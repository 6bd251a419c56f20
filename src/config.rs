//! Configuration Module
//!
//! Handles loading the cache and server configuration from environment variables.

use std::env;
use std::fmt;
use std::str::FromStr;
use std::time::Duration;

use tracing::warn;

/// Longest TTL the cache will request from a store, in seconds (ten years).
pub const MAX_TTL_SECONDS: u64 = 10 * 365 * 24 * 60 * 60;

/// A TTL the store can honour: at least one second, at most [`MAX_TTL_SECONDS`].
pub fn is_valid_ttl(ttl_seconds: u64) -> bool {
    (1..=MAX_TTL_SECONDS).contains(&ttl_seconds)
}

/// Which key-value store backs the cache.
#[derive(Debug, Clone, Copy, PartialEq, Eq)]
pub enum Backend {
    Redis,
    Memory,
}

impl FromStr for Backend {
    type Err = String;

    fn from_str(value: &str) -> std::result::Result<Self, Self::Err> {
        match value.to_ascii_lowercase().as_str() {
            "redis" => Ok(Self::Redis),
            "memory" => Ok(Self::Memory),
            other => Err(format!("Unknown cache backend: {}", other)),
        }
    }
}

/// Service configuration parameters.
///
/// All values can be configured via environment variables with sensible defaults.
#[derive(Debug, Clone)]
pub struct Config {
    /// Cache store host
    pub redis_host: String,
    /// Cache store port
    pub redis_port: u16,
    /// Logical database index on the cache store
    pub redis_db: i64,
    /// Connection attempts made at startup
    pub max_retries: u32,
    /// Payloads larger than this many bytes are compressed
    pub compression_threshold: usize,
    /// TTL in seconds for entries without a route-specific TTL
    pub default_ttl: u64,
    /// Largest response body, in bytes, the middleware buffers for caching
    pub max_body_bytes: usize,
    /// Timeout for establishing a store connection, in milliseconds
    pub connect_timeout_ms: u64,
    /// Timeout for a single get/set/ping, in milliseconds
    pub operation_timeout_ms: u64,
    /// Seconds between health checks while disconnected (0 disables)
    pub reconnect_interval: u64,
    /// Store backend selection
    pub backend: Backend,
    /// HTTP server port
    pub server_port: u16,
}

impl Config {
    /// Creates a new Config by loading values from environment variables.
    ///
    /// # Environment Variables
    /// - `REDIS_HOST` - Cache store host (default: localhost)
    /// - `REDIS_PORT` - Cache store port (default: 6379)
    /// - `REDIS_DB` - Database index (default: 0)
    /// - `CACHE_MAX_RETRIES` - Startup connection attempts (default: 3)
    /// - `CACHE_COMPRESSION_THRESHOLD` - Compression threshold in bytes (default: 10240)
    /// - `CACHE_DEFAULT_TTL` - Default TTL in seconds, 1 to ten years (default: 600)
    /// - `CACHE_MAX_BODY_BYTES` - Largest cacheable response body (default: 1048576)
    /// - `CACHE_CONNECT_TIMEOUT_MS` - Connect timeout (default: 2000)
    /// - `CACHE_OPERATION_TIMEOUT_MS` - Per-operation timeout (default: 5000)
    /// - `CACHE_RECONNECT_INTERVAL` - Reconnect check interval in seconds (default: 30)
    /// - `CACHE_BACKEND` - `redis` or `memory` (default: redis)
    /// - `SERVER_PORT` - HTTP server port (default: 5000)
    pub fn from_env() -> Self {
        let defaults = Self::default();
        Self {
            redis_host: env::var("REDIS_HOST").unwrap_or(defaults.redis_host),
            redis_port: parse_var("REDIS_PORT").unwrap_or(defaults.redis_port),
            redis_db: parse_var("REDIS_DB").unwrap_or(defaults.redis_db),
            max_retries: parse_var("CACHE_MAX_RETRIES").unwrap_or(defaults.max_retries),
            compression_threshold: parse_var("CACHE_COMPRESSION_THRESHOLD")
                .unwrap_or(defaults.compression_threshold),
            default_ttl: ttl_var("CACHE_DEFAULT_TTL").unwrap_or(defaults.default_ttl),
            max_body_bytes: parse_var("CACHE_MAX_BODY_BYTES").unwrap_or(defaults.max_body_bytes),
            connect_timeout_ms: parse_var("CACHE_CONNECT_TIMEOUT_MS")
                .unwrap_or(defaults.connect_timeout_ms),
            operation_timeout_ms: parse_var("CACHE_OPERATION_TIMEOUT_MS")
                .unwrap_or(defaults.operation_timeout_ms),
            reconnect_interval: parse_var("CACHE_RECONNECT_INTERVAL")
                .unwrap_or(defaults.reconnect_interval),
            backend: parse_var("CACHE_BACKEND").unwrap_or(defaults.backend),
            server_port: parse_var("SERVER_PORT").unwrap_or(defaults.server_port),
        }
    }

    /// Connection URL for the Redis backend.
    pub fn redis_url(&self) -> String {
        format!(
            "redis://{}:{}/{}",
            self.redis_host, self.redis_port, self.redis_db
        )
    }

    pub fn connect_timeout(&self) -> Duration {
        Duration::from_millis(self.connect_timeout_ms)
    }

    pub fn operation_timeout(&self) -> Duration {
        Duration::from_millis(self.operation_timeout_ms)
    }
}

/// Reads `name` from the environment; unset or unparsable values yield `None`.
fn parse_var<T>(name: &str) -> Option<T>
where
    T: FromStr,
    T::Err: fmt::Display,
{
    let raw = env::var(name).ok()?;
    parse_value(name, &raw)
}

fn parse_value<T>(name: &str, raw: &str) -> Option<T>
where
    T: FromStr,
    T::Err: fmt::Display,
{
    match raw.trim().parse() {
        Ok(value) => Some(value),
        Err(err) => {
            warn!("Ignoring invalid {}={:?}, using default: {}", name, raw, err);
            None
        }
    }
}

fn ttl_var(name: &str) -> Option<u64> {
    parse_var(name).and_then(|ttl| checked_ttl(name, ttl))
}

fn checked_ttl(name: &str, ttl: u64) -> Option<u64> {
    if is_valid_ttl(ttl) {
        Some(ttl)
    } else {
        warn!(
            "Ignoring {}={}, TTL must be between 1 and {} seconds",
            name, ttl, MAX_TTL_SECONDS
        );
        None
    }
}

impl Default for Config {
    fn default() -> Self {
        Self {
            redis_host: "localhost".to_string(),
            redis_port: 6379,
            redis_db: 0,
            max_retries: 3,
            compression_threshold: 10 * 1024,
            default_ttl: 600,
            max_body_bytes: 1024 * 1024,
            connect_timeout_ms: 2000,
            operation_timeout_ms: 5000,
            reconnect_interval: 30,
            backend: Backend::Redis,
            server_port: 5000,
        }
    }
}

#[cfg(test)]
mod tests {
    use super::*;

    #[test]
    fn test_config_default() {
        let config = Config::default();
        assert_eq!(config.redis_host, "localhost");
        assert_eq!(config.redis_port, 6379);
        assert_eq!(config.max_retries, 3);
        assert_eq!(config.compression_threshold, 10240);
        assert_eq!(config.default_ttl, 600);
        assert_eq!(config.backend, Backend::Redis);
    }

    #[test]
    fn test_config_from_env_defaults() {
        // Clear any existing env vars to test defaults
        env::remove_var("REDIS_HOST");
        env::remove_var("REDIS_PORT");
        env::remove_var("CACHE_DEFAULT_TTL");
        env::remove_var("CACHE_BACKEND");

        let config = Config::from_env();
        assert_eq!(config.redis_host, "localhost");
        assert_eq!(config.redis_port, 6379);
        assert_eq!(config.default_ttl, 600);
        assert_eq!(config.backend, Backend::Redis);
    }

    #[test]
    fn test_redis_url_includes_database() {
        let config = Config {
            redis_host: "cache.internal".to_string(),
            redis_port: 6380,
            redis_db: 2,
            ..Config::default()
        };
        assert_eq!(config.redis_url(), "redis://cache.internal:6380/2");
    }

    #[test]
    fn test_backend_parse() {
        assert_eq!("memory".parse::<Backend>(), Ok(Backend::Memory));
        assert_eq!("REDIS".parse::<Backend>(), Ok(Backend::Redis));
        assert!("memcached".parse::<Backend>().is_err());
    }

    #[test]
    fn test_unparsable_value_is_ignored() {
        assert_eq!(parse_value::<Backend>("CACHE_BACKEND", "memcache"), None);
        assert_eq!(parse_value::<Backend>("CACHE_BACKEND", " Memory "), Some(Backend::Memory));
        assert_eq!(parse_value::<u16>("SERVER_PORT", "eighty"), None);
    }

    #[test]
    fn test_ttl_bounds() {
        assert_eq!(checked_ttl("CACHE_DEFAULT_TTL", 0), None);
        assert_eq!(checked_ttl("CACHE_DEFAULT_TTL", 1), Some(1));
        assert_eq!(checked_ttl("CACHE_DEFAULT_TTL", MAX_TTL_SECONDS), Some(MAX_TTL_SECONDS));
        assert_eq!(checked_ttl("CACHE_DEFAULT_TTL", MAX_TTL_SECONDS + 1), None);
        assert_eq!(checked_ttl("CACHE_DEFAULT_TTL", u64::MAX), None);
    }
}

+++

◆ Your task: Every line above that includes the word "internal" should be listed.

◆ Exercise solution:
            redis_host: "cache.internal".to_string(),
        assert_eq!(config.redis_url(), "redis://cache.internal:6380/2");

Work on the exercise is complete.